In the course of a century, the Democratic and Republican parties essentially switched ideologies. This explains why progressive President Theodore Roosevelt was a Republican in the early 1900s while his equally progressive cousin, Franklin D. Roosevelt, was a Democrat in the 1930s.
The Democratic and Republican parties were not the only parties to exist over the course of the United States history. Both parties actually evolved from the Democratic-Republican Party that was formed by Thomas Jefferson and James Madison. The Democratic-Republican Party supported states’ rights over federal powers and existed in opposition to Alexander Hamilton’s Federalist Party, whose goal was to centralize power in the federal government, according to The Museum Center’s article, “Conservative Democrats and Liberal Republicans.”

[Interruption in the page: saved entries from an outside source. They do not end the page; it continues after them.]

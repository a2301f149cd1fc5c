use std::collections::HashMap;
use std::time::Instant;

use rayon::prelude::*;

use crate::filter::{BlockFilter, FilterError, Neighbors};
use crate::tiles::{DiskBackedTileSet, TileSetError};
use crate::world::ChunkSource;
use crate::world::chunk::RawChunk;
use crate::world::position::{ChunkCoord, TileCoord};

/// Outcome of one batch.
#[derive(Debug, Default)]
pub struct BatchReport {
    /// Chunks handed to the batch.
    pub processed: usize,
    /// Chunks that failed either pass, with the first error each hit.
    pub failures: Vec<(ChunkCoord, FilterError)>,
}

impl BatchReport {
    pub fn ok_count(&self) -> usize {
        self.processed - self.failures.len()
    }

    pub fn is_clean(&self) -> bool {
        self.failures.is_empty()
    }
}

/// Runs both filter passes over a batch of chunks with a barrier in between.
///
/// Every chunk gets its own filter from `filter_for`, used for both passes.
pub struct BatchRunner<F> {
    filter_for: F,
}

impl<F> BatchRunner<F>
where
    F: Fn(ChunkCoord) -> Box<dyn BlockFilter> + Sync,
{
    pub fn new(filter_for: F) -> Self {
        Self { filter_for }
    }

    /// Filter `chunks` and return the ones that made it through, in input order.
    ///
    /// Phase 1 mutates chunks in place, in parallel. Phase 2 reads an
    /// immutable snapshot of phase 1 output and writes into copies, so no
    /// chunk sees a neighbor that is half way through its cross-chunk pass.
    /// Chunks that fail phase 1 are absent neighbors in phase 2.
    pub fn run(&self, chunks: Vec<RawChunk>) -> (Vec<RawChunk>, BatchReport) {
        let start = Instant::now();
        let mut report = BatchReport {
            processed: chunks.len(),
            failures: Vec::new(),
        };

        let mut jobs: Vec<(RawChunk, Box<dyn BlockFilter>)> = chunks
            .into_iter()
            .map(|chunk| {
                let filter = (self.filter_for)(chunk.coord());
                (chunk, filter)
            })
            .collect();

        // ── Phase 1: single-chunk pass ──────────────────────────────────
        let phase1: Vec<Result<(), FilterError>> = jobs
            .par_iter_mut()
            .map(|(chunk, filter)| filter.filter(chunk))
            .collect();

        let mut passed = Vec::with_capacity(jobs.len());
        for ((chunk, filter), outcome) in jobs.into_iter().zip(phase1) {
            match outcome {
                Ok(()) => passed.push((chunk, filter)),
                Err(e) => {
                    tracing::warn!(
                        "Chunk ({}, {}) failed filtering: {}",
                        chunk.coord().x,
                        chunk.coord().z,
                        e
                    );
                    report.failures.push((chunk.coord(), e));
                }
            }
        }

        // ── Phase 2: cross-chunk pass against the snapshot ──────────────
        let snapshot: HashMap<ChunkCoord, &RawChunk> = passed
            .iter()
            .map(|(chunk, _)| (chunk.coord(), chunk))
            .collect();

        let phase2: Vec<Result<RawChunk, FilterError>> = passed
            .par_iter()
            .map(|(chunk, filter)| {
                let mut center = chunk.clone();
                let neighbors = Neighbors::gather(chunk.coord(), |c| snapshot.get(&c).copied());
                filter
                    .pre_geometry_filter(&mut center, neighbors)
                    .map(|()| center)
            })
            .collect();

        let mut done = Vec::with_capacity(phase2.len());
        for ((chunk, _), outcome) in passed.iter().zip(phase2) {
            match outcome {
                Ok(filtered) => done.push(filtered),
                Err(e) => {
                    tracing::warn!(
                        "Chunk ({}, {}) failed cross-chunk filtering: {}",
                        chunk.coord().x,
                        chunk.coord().z,
                        e
                    );
                    report.failures.push((chunk.coord(), e));
                }
            }
        }

        tracing::info!(
            "Filtered {}/{} chunks in {:.1?}",
            done.len(),
            report.processed,
            start.elapsed()
        );
        (done, report)
    }

    /// Load `coords` from `source` and run them as one batch.
    ///
    /// Coordinates with no chunk behind them are skipped and not counted.
    pub fn load_and_run(
        &self,
        source: &impl ChunkSource,
        coords: &[ChunkCoord],
    ) -> (Vec<RawChunk>, BatchReport) {
        let chunks: Vec<RawChunk> = coords.par_iter().filter_map(|&c| source.load(c)).collect();
        tracing::debug!("Loaded {}/{} chunks", chunks.len(), coords.len());
        self.run(chunks)
    }
}

/// Add `coords` to `tiles` in parallel. Returns how many were new.
pub fn mark_dirty(tiles: &DiskBackedTileSet, coords: &[TileCoord]) -> Result<usize, TileSetError> {
    coords
        .par_iter()
        .map(|&coord| tiles.add(coord).map(usize::from))
        .try_reduce(|| 0, |a, b| Ok(a + b))
}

The Democratic Party is the world’s oldest political party. Formed to support Andrew Jackson in 1828, it splintered from the Democratic-Republican Party and supported small government and individual liberties. Big government was seen as corrupt and harmful to farmers and businesses. It opposed public schools because they undermined the authority of parents and religious organizations. Any sort of reform—whether in business or public policy—was opposed because it required government intervention.

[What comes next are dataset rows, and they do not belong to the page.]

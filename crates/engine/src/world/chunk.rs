use super::block::BlockId;
use super::position::ChunkCoord;

/// Blocks along x in one chunk.
pub const CHUNK_WIDTH: usize = 16;
/// Blocks along y in one chunk.
pub const CHUNK_HEIGHT: usize = 256;
/// Blocks along z in one chunk.
pub const CHUNK_DEPTH: usize = 16;
/// Total voxel count in one chunk.
pub const CHUNK_VOLUME: usize = CHUNK_WIDTH * CHUNK_HEIGHT * CHUNK_DEPTH;

/// Sky light written into columns that have been cropped away.
pub const FULL_SKY_LIGHT: u8 = 16;

#[inline]
const fn index(x: usize, y: usize, z: usize) -> usize {
    (y * CHUNK_DEPTH + z) * CHUNK_WIDTH + x
}

/// One boolean per voxel of a chunk, packed into words.
#[derive(Clone, PartialEq, Eq)]
pub struct VoxelMask {
    bits: Box<[u64]>,
}

impl VoxelMask {
    pub fn new() -> Self {
        Self {
            bits: vec![0u64; CHUNK_VOLUME.div_ceil(64)].into_boxed_slice(),
        }
    }

    #[inline]
    pub fn get(&self, x: usize, y: usize, z: usize) -> bool {
        let i = index(x, y, z);
        self.bits[i / 64] & (1u64 << (i % 64)) != 0
    }

    #[inline]
    pub fn set(&mut self, x: usize, y: usize, z: usize, value: bool) {
        let i = index(x, y, z);
        if value {
            self.bits[i / 64] |= 1u64 << (i % 64);
        } else {
            self.bits[i / 64] &= !(1u64 << (i % 64));
        }
    }

    pub fn count_set(&self) -> usize {
        self.bits.iter().map(|w| w.count_ones() as usize).sum()
    }
}

impl Default for VoxelMask {
    fn default() -> Self {
        Self::new()
    }
}

impl std::fmt::Debug for VoxelMask {
    fn fmt(&self, f: &mut std::fmt::Formatter<'_>) -> std::fmt::Result {
        f.debug_struct("VoxelMask")
            .field("set", &self.count_set())
            .finish()
    }
}

/// A decoded chunk as handed to the filters: block ids, sky light, and the
/// attachments filters publish for their neighbors.
///
/// Stored as flat arrays in YZX order (x varies fastest).
#[derive(Clone)]
pub struct RawChunk {
    coord: ChunkCoord,
    blocks: Box<[BlockId]>,
    sky_light: Box<[u8]>,
    /// Published by the explored-cave filter's single-chunk pass, read by the
    /// cross-chunk pass of this chunk and its neighbors.
    non_natural: Option<VoxelMask>,
}

impl RawChunk {
    /// An all-air chunk with no sky light.
    pub fn new(coord: ChunkCoord) -> Self {
        Self::new_filled(coord, BlockId::AIR)
    }

    pub fn new_filled(coord: ChunkCoord, block: BlockId) -> Self {
        Self {
            coord,
            blocks: vec![block; CHUNK_VOLUME].into_boxed_slice(),
            sky_light: vec![0u8; CHUNK_VOLUME].into_boxed_slice(),
            non_natural: None,
        }
    }

    pub fn coord(&self) -> ChunkCoord {
        self.coord
    }

    #[inline]
    pub fn block(&self, x: usize, y: usize, z: usize) -> BlockId {
        self.blocks[index(x, y, z)]
    }

    #[inline]
    pub fn set_block(&mut self, x: usize, y: usize, z: usize, block: BlockId) {
        self.blocks[index(x, y, z)] = block;
    }

    #[inline]
    pub fn sky_light(&self, x: usize, y: usize, z: usize) -> u8 {
        self.sky_light[index(x, y, z)]
    }

    #[inline]
    pub fn set_sky_light(&mut self, x: usize, y: usize, z: usize, light: u8) {
        self.sky_light[index(x, y, z)] = light;
    }

    pub fn non_natural_mask(&self) -> Option<&VoxelMask> {
        self.non_natural.as_ref()
    }

    pub fn set_non_natural_mask(&mut self, mask: VoxelMask) {
        self.non_natural = Some(mask);
    }

    /// Whether the two chunks hold the same blocks and light, ignoring attachments.
    pub fn same_voxels(&self, other: &RawChunk) -> bool {
        self.blocks == other.blocks && self.sky_light == other.sky_light
    }
}

impl std::fmt::Debug for RawChunk {
    fn fmt(&self, f: &mut std::fmt::Formatter<'_>) -> std::fmt::Result {
        f.debug_struct("RawChunk")
            .field("coord", &self.coord)
            .field("non_natural", &self.non_natural)
            .finish_non_exhaustive()
    }
}
//! Disk-resident sets of dirty tile coordinates.
//!
//! A set lives in its own directory and is split into shard files by spatial
//! bucket, so adding a tile only ever touches one small file and iterating
//! only ever holds one shard in memory.

pub mod factory;
pub mod set;
pub mod shard;

use std::path::PathBuf;

pub use factory::DiskBackedTileSetFactory;
pub use set::{DiskBackedTileSet, TileSetIter};

/// Errors surfaced by tile set storage.
#[derive(Debug, thiserror::Error)]
pub enum TileSetError {
    #[error("tile set storage failure at {}: {source}", path.display())]
    Io {
        path: PathBuf,
        #[source]
        source: std::io::Error,
    },

    #[error("invalid tile set name {0:?}")]
    InvalidName(String),
}

impl TileSetError {
    pub(crate) fn io(path: impl Into<PathBuf>, source: std::io::Error) -> Self {
        TileSetError::Io {
            path: path.into(),
            source,
        }
    }
}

According to History.com’s “Republican Party,” opponents of Jackson’s policies formed their own party, the Whig Party. In the 1840s, Democrats and Whigs were the two main political coalitions in this country. During the 1850s, the issue of expanding slavery into the Western territories divided political coalitions and led to the brief rise of other parties, including the Free Soil and the American (or Know-Nothing) parties.
When the Kansas-Nebraska Act was introduced in 1854 to expand slavery in new U.S. territories by popular referendum, an antislavery coalition of Whigs, Free-Soilers, Americans, and a few disgruntled Democrats formed the new Republican Party. During the 1850s, the Republican Party opposed the expansion of slavery into the Western territories, which they believed would allow slaveholding interests to dominate national politics.
Slavery and the Rise of the Republican Party
At the start of the Civil War, the Democratic Party fractured between northern and southern members over the issue of slavery and state’s rights. This fracture allowed Abraham Lincoln to win the presidency as a Republican in 1860.
The Republican Party began in 1854 on a platform that was pro-economic reform and anti-slavery. They strongly opposed the plantation system that used slaves as free labor, largely because it negatively impacted small farms. They promoted raising taxes to encourage economic growth, increased wages for workers, and pensions for military veterans, according to History.com.
The Republicans reflected some of the platforms of Hamilton’s Federalist Party by advocating for a strong federal government that could subsidize transcontinental railroads, oversee a national banking system, and support a higher education system in the form of land grants.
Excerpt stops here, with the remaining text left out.